The "discovery" of a ballot box "misplaced" on an election day in Texas nudged "Landslide Lyndon" Johnson to an 87-vote victory in the Democrat runoff for the U.S. Senate nomination in 1948.
Race ahead in time to electronic voting. What's changed⢠Only the technology.
Eight Pennsylvania counties use direct recording electronic devices including Beaver, Greene and Mercer counties. Many others use optical scanners to read ballots. Allegheny and Westmoreland still use lever machines.
By Jan. 1, 2006, lever and punch-card voting are to be discontinued across the country because of the Florida punch-card debacle.

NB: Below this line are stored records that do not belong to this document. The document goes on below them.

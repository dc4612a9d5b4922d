use std::fmt;
use std::path::{Path, PathBuf};

use tracing::{debug, info};

use crate::error::PruneError;

/// Inclusive bounds on directory numbers. `start > end` is allowed and
/// matches nothing.
#[derive(Debug, Clone, Copy, PartialEq, Eq)]
pub struct NumberRange {
    pub start: i64,
    pub end: i64,
}

impl NumberRange {
    pub fn new(start: i64, end: i64) -> Self {
        Self { start, end }
    }

    pub fn contains(&self, value: u64) -> bool {
        let value = i128::from(value);
        i128::from(self.start) <= value && value <= i128::from(self.end)
    }
}

impl fmt::Display for NumberRange {
    fn fmt(&self, f: &mut fmt::Formatter<'_>) -> fmt::Result {
        write!(f, "{}-{}", self.start, self.end)
    }
}

/// A directory picked for removal.
#[derive(Debug, Clone, PartialEq, Eq)]
pub struct Candidate {
    pub path: PathBuf,
    pub name: String,
    pub value: u64,
}

/// Candidates sorted ascending by number.
#[derive(Debug, Clone, Default)]
pub struct Selection {
    candidates: Vec<Candidate>,
}

impl Selection {
    pub fn is_empty(&self) -> bool {
        self.candidates.is_empty()
    }

    pub fn len(&self) -> usize {
        self.candidates.len()
    }

    pub fn first(&self) -> Option<&Candidate> {
        self.candidates.first()
    }

    pub fn last(&self) -> Option<&Candidate> {
        self.candidates.last()
    }

    pub fn iter(&self) -> std::slice::Iter<'_, Candidate> {
        self.candidates.iter()
    }

    pub fn names(&self) -> Vec<&str> {
        self.candidates.iter().map(|c| c.name.as_str()).collect()
    }
}

/// Parse a directory name made only of ASCII digits.
///
/// Returns `None` for empty names, signs, whitespace, or any other
/// character. Returns `Some(None)` when the digits overflow `u64`: such a
/// name is numeric but larger than any range bound.
fn parse_number(name: &str) -> Option<Option<u64>> {
    if name.is_empty() || !name.bytes().all(|b| b.is_ascii_digit()) {
        return None;
    }
    Some(name.parse::<u64>().ok())
}

/// Collect the immediate subdirectories of `base` whose names are numbers
/// inside `range`, sorted ascending.
pub fn scan(base: &Path, range: NumberRange) -> Result<Selection, PruneError> {
    let read_dir = std::fs::read_dir(base).map_err(|source| PruneError::Access {
        path: base.to_path_buf(),
        source,
    })?;

    let mut candidates = Vec::new();

    for entry in read_dir {
        let entry = match entry {
            Ok(e) => e,
            Err(e) => {
                debug!(base = %base.display(), error = %e, "skipping unreadable entry");
                continue;
            }
        };

        let file_name = entry.file_name();
        let Some(name) = file_name.to_str() else {
            continue;
        };
        let Some(parsed) = parse_number(name) else {
            continue;
        };
        let Some(value) = parsed.filter(|v| range.contains(*v)) else {
            continue;
        };

        let path = entry.path();
        if !path.is_dir() {
            continue;
        }

        candidates.push(Candidate {
            path,
            name: name.to_string(),
            value,
        });
    }

    candidates.sort_by(|a, b| a.value.cmp(&b.value).then_with(|| a.name.cmp(&b.name)));

    info!(base = %base.display(), range = %range, found = candidates.len(), "scan complete");

    Ok(Selection { candidates })
}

Professor Aviel D. Rubin of Johns Hopkins University says electronic voting systems can be hacked. Mr. Rubin took a turn as an election judge and found many of the vulnerabilities he first saw were "unrealistic." However he found others.
Notably, the systems do not leave a "paper trail" that can be used to verify their accuracy. We might need that.
Scrape away the computer "gee-whiz", however, and you have machines. They can break down or be sabotaged. They can be improved. So, as always, vigilance in preserving the integrity of the voting process is vital.
But all should settle down. Treating electronic voting like an aboriginal who sees a mirror for the first time is unflattering to a 21st-century American.